Tim Leissner and his estranged wife, Kimora Lee Simmons.Credit: Getty
Goldman Sachs agreed to pay $US2.5 billion and guaranteed the return of $US1.4 billion in assets to the Malaysian government in 2020 in exchange for dropping all criminal charges against the bank.​ Leissner is currently awaiting sentencing.
​In June, Nassif, 55, ​who is believed to be in Lebanon, ​had a warrant issued for his arrest over an alleged fraud relating to falsified sales contracts used to secure a $150 million Westpac loan on Toplace’s Skyview development in Castle Hill.
​His construction company Toplace was placed into administration in July with debts of more than $1 billion. Creditors include a number of owners corporations who had obtained rectification orders requiring Toplace to fix their faulty buildings.
For each new development site, Nassif set up a special-purpose company featuring his initials JKN (Jean Khazen Nassif).
Jean Nassif in happier times with his now estranged wife Nissy.
Creditors of one of those companies, JKN 3, which developed apartments in Botany, recently voted to liquidate the company.
In his report to creditors, JKN 3’s liquidator Brian Silvia suggested that the project made a profit of $30 million. But when Toplace and JKN 3 were ordered to rectify structural problems costing $3 million, the cupboard was bare. “They sucked the money out and left nothing for defects,” Silvia told the Herald.

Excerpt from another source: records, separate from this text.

//! Configuration management for Syndicast

use serde::{Deserialize, Serialize};
use std::path::PathBuf;

use crate::error::{ConfigError, Result};
use crate::types::Platform;

#[derive(Debug, Clone, Serialize, Deserialize)]
pub struct Config {
    pub database: DatabaseConfig,
    #[serde(default)]
    pub server: ServerConfig,
    #[serde(default)]
    pub scheduler: SchedulerConfig,
    pub twitter: Option<OAuthAppConfig>,
    pub linkedin: Option<OAuthAppConfig>,
    pub bluesky: Option<BlueskyConfig>,
}

#[derive(Debug, Clone, Serialize, Deserialize)]
pub struct DatabaseConfig {
    pub path: String,
}

#[derive(Debug, Clone, Serialize, Deserialize)]
pub struct ServerConfig {
    /// Bind address for the HTTP entrypoints.
    pub bind: String,
    /// Fallback origin for OAuth error redirects when the handshake (and
    /// therefore the caller's return origin) cannot be recovered.
    pub app_origin: String,
}

impl Default for ServerConfig {
    fn default() -> Self {
        Self {
            bind: "127.0.0.1:8787".to_string(),
            app_origin: "http://127.0.0.1:3000".to_string(),
        }
    }
}

#[derive(Debug, Clone, Serialize, Deserialize)]
pub struct SchedulerConfig {
    /// Seconds between sweeps.
    pub poll_interval: u64,
    /// Half-width of the due window in seconds. Must stay below the poll
    /// interval or overlapping sweeps could double-select a post.
    pub tolerance_secs: i64,
}

impl Default for SchedulerConfig {
    fn default() -> Self {
        Self {
            poll_interval: 60,
            tolerance_secs: 60,
        }
    }
}

/// Registered OAuth2 application for a PKCE platform.
#[derive(Debug, Clone, Serialize, Deserialize)]
pub struct OAuthAppConfig {
    pub client_id: String,
    pub client_secret: String,
    pub redirect_uri: String,
}

#[derive(Debug, Clone, Serialize, Deserialize)]
pub struct BlueskyConfig {
    /// PDS base URL.
    pub service: String,
}

impl Default for BlueskyConfig {
    fn default() -> Self {
        Self {
            service: "https://bsky.social".to_string(),
        }
    }
}

impl Config {
    /// Load configuration from the default location
    pub fn load() -> Result<Self> {
        let config_path = resolve_config_path()?;
        Self::load_from_path(&config_path)
    }

    /// Load configuration from a specific path
    pub fn load_from_path(path: &PathBuf) -> Result<Self> {
        let content = std::fs::read_to_string(path).map_err(ConfigError::ReadError)?;
        let config: Config = toml::from_str(&content).map_err(ConfigError::ParseError)?;
        Ok(config)
    }

    /// Create a default configuration
    pub fn default_config() -> Self {
        Self {
            database: DatabaseConfig {
                path: "~/.local/share/syndicast/syndicast.db".to_string(),
            },
            server: ServerConfig::default(),
            scheduler: SchedulerConfig::default(),
            twitter: None,
            linkedin: None,
            bluesky: Some(BlueskyConfig::default()),
        }
    }

    /// Whether the given platform has the configuration its adapter needs.
    pub fn platform_configured(&self, platform: Platform) -> bool {
        match platform {
            Platform::Twitter => self.twitter.is_some(),
            Platform::Linkedin => self.linkedin.is_some(),
            Platform::Bluesky => self.bluesky.is_some(),
        }
    }
}

/// Resolve the configuration file path following XDG Base Directory spec
pub fn resolve_config_path() -> Result<PathBuf> {
    if let Ok(path) = std::env::var("SYNDICAST_CONFIG") {
        return Ok(PathBuf::from(shellexpand::tilde(&path).to_string()));
    }

    let config_dir = dirs::config_dir()
        .ok_or_else(|| ConfigError::MissingField("config directory".to_string()))?;

    Ok(config_dir.join("syndicast").join("config.toml"))
}

#[cfg(test)]
mod tests {
    use super::*;

    #[test]
    fn test_default_config_has_sane_scheduler() {
        let config = Config::default_config();
        assert_eq!(config.scheduler.poll_interval, 60);
        assert!(config.scheduler.tolerance_secs <= config.scheduler.poll_interval as i64);
    }

    #[test]
    fn test_platform_configured() {
        let mut config = Config::default_config();
        assert!(!config.platform_configured(Platform::Twitter));
        assert!(config.platform_configured(Platform::Bluesky));

        config.twitter = Some(OAuthAppConfig {
            client_id: "id".to_string(),
            client_secret: "secret".to_string(),
            redirect_uri: "https://example.com/oauth/twitter/callback".to_string(),
        });
        assert!(config.platform_configured(Platform::Twitter));
    }

    #[test]
    #[serial_test::serial]
    fn test_config_path_env_override() {
        std::env::set_var("SYNDICAST_CONFIG", "/tmp/custom-syndicast.toml");
        let path = resolve_config_path().unwrap();
        assert_eq!(path, PathBuf::from("/tmp/custom-syndicast.toml"));
        std::env::remove_var("SYNDICAST_CONFIG");
    }

    #[test]
    fn test_parse_minimal_toml() {
        let toml_str = r#"
            [database]
            path = "/tmp/syndicast.db"

            [twitter]
            client_id = "abc"
            client_secret = "def"
            redirect_uri = "https://example.com/oauth/twitter/callback"
        "#;

        let config: Config = toml::from_str(toml_str).unwrap();
        assert_eq!(config.database.path, "/tmp/syndicast.db");
        assert_eq!(config.server.bind, "127.0.0.1:8787");
        assert!(config.twitter.is_some());
        assert!(config.linkedin.is_none());
    }
}
//! Syndicast - scheduled dispatch to third-party social platforms
//!
//! This library provides the core of a cross-posting service: OAuth
//! handshake brokering, credential storage and refresh, a timezone-aware
//! scheduler, and an idempotent per-post dispatcher.

pub mod config;
pub mod db;
pub mod dispatcher;
pub mod error;
pub mod logging;
pub mod oauth;
pub mod platforms;
pub mod refresh;
pub mod scheduler;
pub mod types;

// Re-export commonly used types
pub use config::Config;
pub use db::Database;
pub use dispatcher::{DispatchOutcome, Dispatcher};
pub use error::{OAuthErrorCode, PublishError, Result, SyndicastError};
pub use oauth::{CallbackParams, ConnectService, PasswordConnectRequest, StateBroker};
pub use platforms::{AdapterRegistry, ChannelAdapter};
pub use refresh::{RefreshManager, RefreshOutcome};
pub use scheduler::{Scheduler, SweepSummary};
pub use types::{ChannelCredential, OAuthHandshake, Platform, ScheduledPost, StatusDetail};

Creditors were told that the money was channelled elsewhere in the Toplace empire, possibly using inflated construction costs.
“In our view, the company’s profit and loss and income tax returns have been manipulated and do not represent the true and fair ​financial performance of the company,” said Silvia’s report.
Silvia’s investigations into the eight JKN companies to which he has been appointed administrator have revealed a similar pattern, with the profits removed from the various companies with no provision being made for rectification costs totalling $60 million.
Last month the NSW Building Commissioner notified one of those companies, JKN Field, which developed the Vicinity apartment complex in Canterbury, that it was a criminal offence to fail to comply with a building rectification order.